Re: Trying to sum up a bit from Paul Prescod on 1996-12-17 (w3c-sgml-wg@w3.org from December 1996)

From: Paul Prescod <papresco@calum.csclub.uwaterloo.ca>
Date: Tue, 17 Dec 1996 16:04:51 -0500
To: w3c-sgml-wg@w3.org
Message-Id: <1.5.4.32.19961217210451.009a481c@csclub.uwaterloo.ca>
Good summary Tim. As David has pointed out, it is good to keep evolving
these things so that we do not go back to old points. Could you please add
the answer to a couple of my questions, if you know them?

At 10:23 AM 12/17/96 -0800, Tim Bray wrote:
>On this whitespace bit, we're going to have to sum up, make some sort of 
>compromise, and move forward.  

Do we have anything to move forward *on*? Isn't the WG going to give us some
starting document or starting point for hyperlinking discussion? Or just
jump right in?

>2. Work significant WS into the definition of well-formedness (Grosso)
>
>Adopt a tight set of rules for well-formed documents such that all white 
>space, except RE's after tags, may safely assumed by a DTD-less processor
>to be significant.

It doesn't make sense for this to be part of the well-formedness
requirements. Anything that requires reference to a DTD should be a
*validity* requirement. After all, some well-formed documents don't even
have a DTD.

>Pro: the problem goes away
>Con: 1. it's a lot harder to author XML without an XML-savvy tool
>     2. you can't test well-formedness without looking at a DTD

This "con" becomes: "can't test validity without knowing where SSEP nodes
were...many existing parsers don't tell you".

>3. All non-markup bytes are signicant, whitespace or not (Durand)
>
>Pro: Everyone can understand the rules, it's easy to implement
>Con: You lose certain Hytime addressing facilities, and the application
>     gets no help from the XML processor in ignoring WS that to the user
>     is "obviously" irrelevant.

I think that in order to write stylesheets for this solution, you will end
up having to list all of the element context or all of the mixed context
elements in the stylesheet.
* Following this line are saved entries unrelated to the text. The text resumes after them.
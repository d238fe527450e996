//! # Arbor - Offline Outline Sync Engine
//!
//! Arbor keeps a browser-style local replica of a tree of outline
//! "articles" consistent with a central server across intermittent
//! connectivity, concurrent edits, and local structural reorderings.
//!
//! ## Quick Start
//!
//! ```no_run
//! use std::sync::Arc;
//! use arbor::{EngineConfig, HttpClient, Store, SyncEngine};
//!
//! # async fn demo() -> arbor::Result<()> {
//! let config = EngineConfig::default();
//! let store = Arc::new(Store::open("/var/lib/arbor", "alice", &config)?);
//! let api = Arc::new(HttpClient::new("https://notes.example.com".parse().unwrap())?);
//! let engine = Arc::new(SyncEngine::new(store, api, config));
//!
//! // Local edits sit in the outbox; a flush pass transmits them in order.
//! engine.flush_outbox_once().await?;
//! # Ok(())
//! # }
//! ```
//!
//! ## Architecture
//!
//! Arbor uses a layered architecture:
//! - **Store Layer**: one embedded SQLite database per user holding the
//!   article cache, derived indices, embeddings, media state, and the
//!   durable outbox of pending operations.
//! - **Doc Layer**: walkers and patchers over the `docJson` outline tree.
//! - **Sync Layer**: the ordered outline flush protocol, conflict-copy
//!   materialization, background full-pull reconciliation, and the media
//!   prefetch loop.
//! - **Glue**: a cooperative scheduler driven by online / visibility /
//!   outbox-changed signals plus a fallback interval.

pub mod clock;
pub mod config;
pub mod doc;
pub mod error;
pub mod logging;
pub mod quicknotes;
pub mod status;
pub mod store;
pub mod sync;

// Re-export the main public API
pub use crate::clock::{Clock, ManualClock, SystemClock};
pub use crate::config::EngineConfig;
pub use crate::error::{EngineError, HttpError, Result, StoreError};
pub use crate::quicknotes::QuickNotesBridge;
pub use crate::status::OfflineCoverage;
pub use crate::store::{sanitize_user_key, CachedArticle, OpType, OutboxOp, Store};
pub use crate::sync::{
    ApiTransport, FullPullPhase, HttpClient, MediaPrefetcher, SyncEngine, SyncEvent, SyncScheduler,
};
use rusqlite::params;
use serde::{Deserialize, Serialize};
use serde_json::Value;
use uuid::Uuid;

use super::Store;
use crate::doc::StructureNode;
use crate::error::StoreError;

/// Every operation the outbox can carry.
#[derive(Debug, Clone, Copy, PartialEq, Eq, Hash)]
pub enum OpType {
    SectionUpsertContent,
    DeleteSections,
    StructureSnapshot,
    SaveDocJson,
    CreateArticle,
    MoveArticleUp,
    MoveArticleDown,
    IndentArticle,
    OutdentArticle,
    MoveArticleTree,
}

/// Outline op types, in the order the flush protocol treats them.
pub(crate) const OUTLINE_TYPES: [&str; 4] = [
    "section_upsert_content",
    "delete_sections",
    "structure_snapshot",
    "save_doc_json",
];

impl OpType {
    pub fn as_str(&self) -> &'static str {
        match self {
            OpType::SectionUpsertContent => "section_upsert_content",
            OpType::DeleteSections => "delete_sections",
            OpType::StructureSnapshot => "structure_snapshot",
            OpType::SaveDocJson => "save_doc_json",
            OpType::CreateArticle => "create_article",
            OpType::MoveArticleUp => "move_article_up",
            OpType::MoveArticleDown => "move_article_down",
            OpType::IndentArticle => "indent_article",
            OpType::OutdentArticle => "outdent_article",
            OpType::MoveArticleTree => "move_article_tree",
        }
    }

    pub fn parse(raw: &str) -> Option<Self> {
        Some(match raw {
            "section_upsert_content" => OpType::SectionUpsertContent,
            "delete_sections" => OpType::DeleteSections,
            "structure_snapshot" => OpType::StructureSnapshot,
            "save_doc_json" => OpType::SaveDocJson,
            "create_article" => OpType::CreateArticle,
            "move_article_up" => OpType::MoveArticleUp,
            "move_article_down" => OpType::MoveArticleDown,
            "indent_article" => OpType::IndentArticle,
            "outdent_article" => OpType::OutdentArticle,
            "move_article_tree" => OpType::MoveArticleTree,
            _ => return None,
        })
    }

    /// Outline ops obey the per-article flush ordering; the rest drain
    /// one at a time after them.
    pub fn is_outline(&self) -> bool {
        matches!(
            self,
            OpType::SectionUpsertContent
                | OpType::DeleteSections
                | OpType::StructureSnapshot
                | OpType::SaveDocJson
        )
    }
}

/// A durable pending operation.
#[derive(Debug, Clone)]
pub struct OutboxOp {
    pub id: String,
    pub created_at_ms: u64,
    pub op_type: OpType,
    pub article_id: String,
    pub payload: Value,
    pub coalesce_key: Option<String>,
    pub attempts: u32,
    pub last_error: Option<String>,
    pub last_attempt_at_ms: Option<u64>,
}

/// Arguments for [`Store::enqueue_op`].
#[derive(Debug, Clone)]
pub struct EnqueueRequest {
    pub op_type: OpType,
    pub article_id: String,
    pub payload: Value,
    /// When set, prior ops with the same `(type, articleId, coalesceKey)`
    /// are superseded.
    pub coalesce_key: Option<String>,
}

/// Payload of a `section_upsert_content` op.
#[derive(Debug, Clone, Serialize, Deserialize)]
#[serde(rename_all = "camelCase")]
pub struct SectionUpsertPayload {
    pub section_id: String,
    pub heading_json: Value,
    pub body_json: Value,
    pub seq: i64,
    #[serde(default)]
    pub client_queued_at: Option<u64>,
}

/// Payload of a `delete_sections` op.
#[derive(Debug, Clone, Serialize, Deserialize)]
#[serde(rename_all = "camelCase")]
pub struct DeleteSectionsPayload {
    pub section_ids: Vec<String>,
}

/// Payload of a `structure_snapshot` op.
#[derive(Debug, Clone, Serialize, Deserialize)]
#[serde(rename_all = "camelCase")]
pub struct StructureSnapshotPayload {
    pub nodes: Vec<StructureNode>,
}

/// Payload of a bulk `save_doc_json` op.
#[derive(Debug, Clone, Serialize, Deserialize)]
#[serde(rename_all = "camelCase")]
pub struct SaveDocJsonPayload {
    pub doc_json: Value,
}

impl Store {
    /// Durably appends an op. With a coalesce key, all prior ops of the
    /// same `(type, articleId, coalesceKey)` are deleted in the same
    /// transaction, so "latest wins" holds under concurrent enqueuers.
    pub fn enqueue_op(
        &self,
        req: EnqueueRequest,
        created_at_ms: u64,
    ) -> Result<String, StoreError> {
        let id = Uuid::new_v4().to_string();
        self.with_conn(|conn| {
            let tx = conn.transaction()?;
            if let Some(key) = &req.coalesce_key {
                tx.execute(
                    "DELETE FROM outbox
                     WHERE op_type = ?1 AND article_id = ?2 AND coalesce_key = ?3",
                    params![req.op_type.as_str(), req.article_id, key],
                )?;
            }
            tx.execute(
                "INSERT INTO outbox
                   (id, created_at_ms, op_type, article_id, payload, coalesce_key, attempts)
                 VALUES (?1, ?2, ?3, ?4, ?5, ?6, 0)",
                params![
                    id,
                    created_at_ms as i64,
                    req.op_type.as_str(),
                    req.article_id,
                    req.payload.to_string(),
                    req.coalesce_key,
                ],
            )?;
            tx.commit()?;
            Ok(())
        })?;
        self.bump_outbox_gen();
        Ok(id)
    }

    /// Oldest-first bounded read. `limit` is clamped to 1..=500.
    pub fn read_ops(&self, limit: usize) -> Result<Vec<OutboxOp>, StoreError> {
        let limit = limit.clamp(1, 500);
        self.with_conn(|conn| {
            let mut stmt = conn.prepare(
                "SELECT id, created_at_ms, op_type, article_id, payload, coalesce_key,
                        attempts, last_error, last_attempt_at_ms
                 FROM outbox ORDER BY created_at_ms ASC, rowid ASC LIMIT ?1",
            )?;
            let rows = stmt
                .query_map(params![limit as i64], row_to_op)?
                .collect::<Result<Vec<_>, _>>()?;
            Ok(rows.into_iter().flatten().collect())
        })
    }

    /// All queued outline ops for one article, oldest first.
    pub fn outline_ops_for_article(&self, article_id: &str) -> Result<Vec<OutboxOp>, StoreError> {
        self.with_conn(|conn| {
            let mut stmt = conn.prepare(
                "SELECT id, created_at_ms, op_type, article_id, payload, coalesce_key,
                        attempts, last_error, last_attempt_at_ms
                 FROM outbox
                 WHERE article_id = ?1
                   AND op_type IN (?2, ?3, ?4, ?5)
                 ORDER BY created_at_ms ASC, rowid ASC",
            )?;
            let rows = stmt
                .query_map(
                    params![
                        article_id,
                        OUTLINE_TYPES[0],
                        OUTLINE_TYPES[1],
                        OUTLINE_TYPES[2],
                        OUTLINE_TYPES[3],
                    ],
                    row_to_op,
                )?
                .collect::<Result<Vec<_>, _>>()?;
            Ok(rows.into_iter().flatten().collect())
        })
    }

    pub fn has_outline_ops(&self, article_id: &str) -> Result<bool, StoreError> {
        Ok(!self.outline_ops_for_article(article_id)?.is_empty())
    }

    /// Removes an op unconditionally.
    pub fn remove_outbox_op(&self, op_id: &str) -> Result<(), StoreError> {
        self.with_conn(|conn| {
            conn.execute("DELETE FROM outbox WHERE id = ?1", params![op_id])?;
            Ok(())
        })?;
        self.bump_outbox_gen();
        Ok(())
    }

    /// Records a failed attempt: bumps `attempts`, stores the error and
    /// the attempt time.
    pub fn mark_outbox_error(
        &self,
        op_id: &str,
        message: &str,
        now_ms: u64,
    ) -> Result<(), StoreError> {
        self.with_conn(|conn| {
            conn.execute(
                "UPDATE outbox
                 SET attempts = attempts + 1, last_error = ?2, last_attempt_at_ms = ?3
                 WHERE id = ?1",
                params![op_id, message, now_ms as i64],
            )?;
            Ok(())
        })
    }

    pub fn outbox_depth(&self) -> Result<i64, StoreError> {
        self.with_conn(|conn| {
            Ok(conn.query_row("SELECT COUNT(*) FROM outbox", [], |row| row.get(0))?)
        })
    }
}

fn row_to_op(row: &rusqlite::Row<'_>) -> rusqlite::Result<Option<OutboxOp>> {
    let raw_type: String = row.get(2)?;
    let Some(op_type) = OpType::parse(&raw_type) else {
        // Unknown type written by a newer build; skip rather than fail.
        return Ok(None);
    };
    let raw_payload: String = row.get(4)?;
    let payload = serde_json::from_str(&raw_payload).unwrap_or(Value::Null);
    Ok(Some(OutboxOp {
        id: row.get(0)?,
        created_at_ms: row.get::<_, i64>(1)? as u64,
        op_type,
        article_id: row.get(3)?,
        payload,
        coalesce_key: row.get(5)?,
        attempts: row.get::<_, i64>(6)? as u32,
        last_error: row.get(7)?,
        last_attempt_at_ms: row.get::<_, Option<i64>>(8)?.map(|v| v as u64),
    }))
}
Does anyone think that this is not the case?
Isn't this a Big Deal that should be Discussed?

>4. Use an mechanism *in the instance* to signal a DTD-less application
>   what's going on.
>
> 4.1 The PI-based DTD summary (Sperberg-McQueen)
> 4.2 Explicit quoting of significant character data (Goldfarb)
> 4.3 -XML-SPACE
>  4.3.1 -XML-SPACE with one value, PRESERVE (Paoli)
>  4.3.2 -XML-SPACE with two values, PRESERVE/COLLAPSE (Current ERB)
>  4.3.3 -XML-SPACE with three values, PRESERVE/COLLAPSE/SUPPRESS (Bray)
>        [which we might want to rename, if what we're really doing is 
>         signalling element content, mixed content, and verbatim content]

What does an -XML-PRESERVE element do when applied to element content? Give
a different parse tree for DTD-less parsers? Trigger an error in validating
parsers? Both? Neither?

Isn't significant whitespace the norm rather than the exception? Shouldn't
it be the default?

>Under (4.3), there are some behavioral options:
>
> 4.3a1. the XML processor does what -XML-SPACE says, eats the whitespace
>        or not, and consumes the attribute, not passing it to the application
> 4.3a2. the XML processor does what -XML-SPACE says *and* passes it on to
>        the application
> 4.3a3. the XML processor merely passes -XML-SPACE along to the application,
>        along with all the bytes of data; it is the application's job to
>        do the right thing

Why not just let the parser do it, if it knows what needs to be done? Since
we are not specifying a special message passing language for returning <!--
comments -->, why should we do so for insignificant whitespace? How are they
different?

 Paul Prescod
Received on Tuesday, 17 December 1996 16:02:03 UTC